And they traded - very successfully, it seems - on one of Stella's many weak points: its relatively high price.
"Reassuringly Expensive" was the memorable slogan, and it was used as a punchline to the many slightly disturbing vignettes of Français screwing each other over - lying, cheating and stealing - all to get a crisp, refreshing, delicious pint of Stella Artois: which - in the microcosm of that protracted ad campaign - was convincingly superior in taste to all other lagers: be they supermarket bulk-buys, or amber nectar foaming from the taps of rural French taverns.
Nowadays, having conquered the UK with the worst possible indication of what Belgian beer has to offer, Stella Artois are making a half-arsed play at the booming UK cider market, and - judging by the above billboard and others that preceded it - doing so with a cack-handed mix of their previous traditional French (because nobody understands Belgian identity, including Belgians) credentials, with a dash of misplaced superiority and/or condescension thrown in for good measure.
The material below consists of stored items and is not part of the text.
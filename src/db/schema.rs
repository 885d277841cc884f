//! Table definitions. Every statement is `IF NOT EXISTS`, so `create` runs on
//! every connect.

use sqlx::SqlitePool;

const TIMESTAMPS: &str = "
    created_at TEXT NOT NULL DEFAULT CURRENT_TIMESTAMP,
    updated_at TEXT NOT NULL DEFAULT CURRENT_TIMESTAMP";

const SHOOTING: &str = "
    field_goals_made INTEGER NOT NULL,
    field_goals_attempted INTEGER NOT NULL,
    field_goal_percentage REAL NOT NULL,
    three_pointers_made INTEGER NOT NULL,
    three_pointers_attempted INTEGER NOT NULL,
    three_point_percentage REAL NOT NULL,
    free_throws_made INTEGER NOT NULL,
    free_throws_attempted INTEGER NOT NULL,
    free_throw_percentage REAL NOT NULL,
    offensive_rebounds INTEGER NOT NULL,
    defensive_rebounds INTEGER NOT NULL,
    total_rebounds INTEGER NOT NULL,
    assists INTEGER NOT NULL,
    steals INTEGER NOT NULL,
    blocks INTEGER NOT NULL,
    turnovers INTEGER NOT NULL,
    personal_fouls INTEGER NOT NULL,
    plus_minus REAL NOT NULL";

const EFFICIENCY: &str = "
    offensive_rating REAL NOT NULL,
    defensive_rating REAL NOT NULL,
    net_rating REAL NOT NULL,
    assist_percentage REAL NOT NULL,
    assist_turnover_ratio REAL NOT NULL,
    offensive_rebound_percentage REAL NOT NULL,
    defensive_rebound_percentage REAL NOT NULL,
    rebound_percentage REAL NOT NULL,
    turnover_percentage REAL NOT NULL,
    effective_field_goal_percentage REAL NOT NULL,
    true_shooting_percentage REAL NOT NULL,
    pace REAL NOT NULL,
    pie REAL NOT NULL";

const TOTALS: &str = "
    games_played INTEGER NOT NULL,
    games_started INTEGER NOT NULL,
    minutes_played REAL NOT NULL,
    field_goals_made INTEGER NOT NULL,
    field_goals_attempted INTEGER NOT NULL,
    field_goal_percentage REAL NOT NULL,
    three_pointers_made INTEGER NOT NULL,
    three_pointers_attempted INTEGER NOT NULL,
    three_point_percentage REAL NOT NULL,
    free_throws_made INTEGER NOT NULL,
    free_throws_attempted INTEGER NOT NULL,
    free_throw_percentage REAL NOT NULL,
    offensive_rebounds INTEGER NOT NULL,
    defensive_rebounds INTEGER NOT NULL,
    total_rebounds INTEGER NOT NULL,
    assists INTEGER NOT NULL,
    steals INTEGER NOT NULL,
    blocks INTEGER NOT NULL,
    turnovers INTEGER NOT NULL,
    personal_fouls INTEGER NOT NULL,
    points INTEGER NOT NULL";

const RANKS: &str = "
    games_played_rank INTEGER,
    games_started_rank INTEGER,
    minutes_played_rank INTEGER,
    field_goals_made_rank INTEGER,
    field_goals_attempted_rank INTEGER,
    field_goal_percentage_rank INTEGER,
    three_pointers_made_rank INTEGER,
    three_pointers_attempted_rank INTEGER,
    three_point_percentage_rank INTEGER,
    free_throws_made_rank INTEGER,
    free_throws_attempted_rank INTEGER,
    free_throw_percentage_rank INTEGER,
    offensive_rebounds_rank INTEGER,
    defensive_rebounds_rank INTEGER,
    total_rebounds_rank INTEGER,
    assists_rank INTEGER,
    steals_rank INTEGER,
    blocks_rank INTEGER,
    turnovers_rank INTEGER,
    personal_fouls_rank INTEGER,
    points_rank INTEGER";

/// Delete order for a full reset: dependents before the rows they point at.
pub const ALL_TABLES_CHILDREN_FIRST: [&str; 13] = [
    "player_season_rankings_playoffs",
    "player_season_rankings_regular",
    "player_career_totals_playoffs",
    "player_career_totals_regular",
    "player_season_totals_playoffs",
    "player_season_totals_regular",
    "player_advanced_stats",
    "team_advanced_stats",
    "player_game_stats",
    "team_game_stats",
    "games",
    "players",
    "teams",
];

/// Everything that references `players`, then `players` itself.
pub const PLAYER_TABLES_CHILDREN_FIRST: [&str; 9] = [
    "player_season_rankings_playoffs",
    "player_season_rankings_regular",
    "player_career_totals_playoffs",
    "player_career_totals_regular",
    "player_season_totals_playoffs",
    "player_season_totals_regular",
    "player_advanced_stats",
    "player_game_stats",
    "players",
];

fn statements() -> Vec<String> {
    let mut ddl = vec![
        format!(
            "CREATE TABLE IF NOT EXISTS teams (
                id TEXT PRIMARY KEY,
                team_code TEXT NOT NULL,
                team_name TEXT NOT NULL,
                city TEXT NOT NULL,
                conference TEXT NOT NULL,
                division TEXT NOT NULL,{TIMESTAMPS}
            )"
        ),
        format!(
            "CREATE TABLE IF NOT EXISTS players (
                id TEXT PRIMARY KEY,
                name TEXT NOT NULL,
                team_id TEXT REFERENCES teams(id),
                age INTEGER,
                position TEXT NOT NULL CHECK (length(position) <= 10),
                height_inches INTEGER NOT NULL,
                weight_pounds INTEGER NOT NULL,
                years_experience INTEGER NOT NULL,{TIMESTAMPS}
            )"
        ),
        format!(
            "CREATE TABLE IF NOT EXISTS games (
                id TEXT PRIMARY KEY,
                game_date TEXT NOT NULL,
                season TEXT NOT NULL,
                status TEXT NOT NULL CHECK (status IN ('scheduled', 'in_progress', 'completed')),
                game_type TEXT NOT NULL CHECK (game_type IN ('preseason', 'regular', 'playoff')),
                home_team_id TEXT NOT NULL REFERENCES teams(id),
                away_team_id TEXT NOT NULL REFERENCES teams(id),
                home_score INTEGER,
                away_score INTEGER,
                home_team_game_number INTEGER,
                away_team_game_number INTEGER,
                home_team_game_type_number INTEGER,
                away_team_game_type_number INTEGER,{TIMESTAMPS}
            )"
        ),
        "CREATE INDEX IF NOT EXISTS idx_games_date ON games (game_date)".to_string(),
        "CREATE INDEX IF NOT EXISTS idx_games_season ON games (season, status)".to_string(),
        format!(
            "CREATE TABLE IF NOT EXISTS team_game_stats (
                team_id TEXT NOT NULL REFERENCES teams(id),
                game_id TEXT NOT NULL REFERENCES games(id),
                points INTEGER NOT NULL,
                opponent_points INTEGER NOT NULL,
                win INTEGER NOT NULL,{SHOOTING},
                venue TEXT NOT NULL,{TIMESTAMPS},
                PRIMARY KEY (team_id, game_id)
            )"
        ),
        format!(
            "CREATE TABLE IF NOT EXISTS player_game_stats (
                player_id TEXT NOT NULL REFERENCES players(id),
                game_id TEXT NOT NULL REFERENCES games(id),
                team_id TEXT NOT NULL REFERENCES teams(id),
                minutes_played REAL NOT NULL,
                points INTEGER NOT NULL,{SHOOTING},
                started INTEGER NOT NULL,
                venue TEXT NOT NULL,{TIMESTAMPS},
                PRIMARY KEY (player_id, game_id)
            )"
        ),
        format!(
            "CREATE TABLE IF NOT EXISTS team_advanced_stats (
                team_id TEXT NOT NULL REFERENCES teams(id),
                game_id TEXT NOT NULL REFERENCES games(id),{EFFICIENCY},
                venue TEXT NOT NULL,{TIMESTAMPS},
                PRIMARY KEY (team_id, game_id)
            )"
        ),
        format!(
            "CREATE TABLE IF NOT EXISTS player_advanced_stats (
                player_id TEXT NOT NULL REFERENCES players(id),
                game_id TEXT NOT NULL REFERENCES games(id),
                team_id TEXT NOT NULL REFERENCES teams(id),{EFFICIENCY},
                assist_ratio REAL NOT NULL,
                usage_percentage REAL NOT NULL,
                venue TEXT NOT NULL,{TIMESTAMPS},
                PRIMARY KEY (player_id, game_id)
            )"
        ),
    ];

    for kind in ["regular", "playoffs"] {
        ddl.push(format!(
            "CREATE TABLE IF NOT EXISTS player_season_totals_{kind} (
                player_id TEXT NOT NULL REFERENCES players(id),
                season_id TEXT NOT NULL,
                league_id TEXT NOT NULL,
                team_id TEXT,
                team_abbreviation TEXT NOT NULL,
                player_age INTEGER,{TOTALS},{TIMESTAMPS},
                PRIMARY KEY (player_id, season_id, team_abbreviation)
            )"
        ));
        ddl.push(format!(
            "CREATE TABLE IF NOT EXISTS player_career_totals_{kind} (
                player_id TEXT PRIMARY KEY REFERENCES players(id),
                league_id TEXT NOT NULL,{TOTALS},{TIMESTAMPS}
            )"
        ));
        ddl.push(format!(
            "CREATE TABLE IF NOT EXISTS player_season_rankings_{kind} (
                player_id TEXT NOT NULL REFERENCES players(id),
                season_id TEXT NOT NULL,
                league_id TEXT NOT NULL,
                team_id TEXT,
                team_abbreviation TEXT NOT NULL,
                player_age INTEGER,{RANKS},{TIMESTAMPS},
                PRIMARY KEY (player_id, season_id, team_abbreviation)
            )"
        ));
    }
    ddl
}

pub async fn create(pool: &SqlitePool) -> sqlx::Result<()> {
    for statement in statements() {
        sqlx::query(&statement).execute(pool).await?;
    }
    Ok(())
}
There's a woman riding a bike with a basketful of apples attached to it - exactly the kind of woman who would never ride a bike with a basketful of apples attached to it; she has teeth. There are arrows. Why are there arrows? Arrows are not an accepted form of punctuation. Other than this the design is pleasant and free from blame.
Moving on; Belgium and beer go together like European unity and bureaucracy. But if your brand primarily trades on masquerading as a culturally dominant neighbour - which it does, even if not consciously, even if those classic ads were set or filmed in Flemland - I would advise against playing on the perceived misplaced arrogance of said neighbour in relation to their increasingly un-international language.
French is only "the fourth most widely spoken mother tongue in the European Union"*, and is on its way out as the 2nd language of English schools up and down the country in favour of German (more akin), Spanish (easier) and various dialects of Chinese (more useful).
Basing your campaign around the fact that you've spelt the English word "Cider" using the French form "Cidre" and seem unduly delighted about this completely uninteresting and undoubtedly-not-unique element of the dubious product you've magicked into existence is surely not a way to win over an audience (you, the British public) who are already over-subscribed with Magnerses, Gaymerses, Bulmerses, Strongbows, Blackthorns, and - for the even less discerning customer - Frosty Jacks, White Lightnings and Woodpeckers.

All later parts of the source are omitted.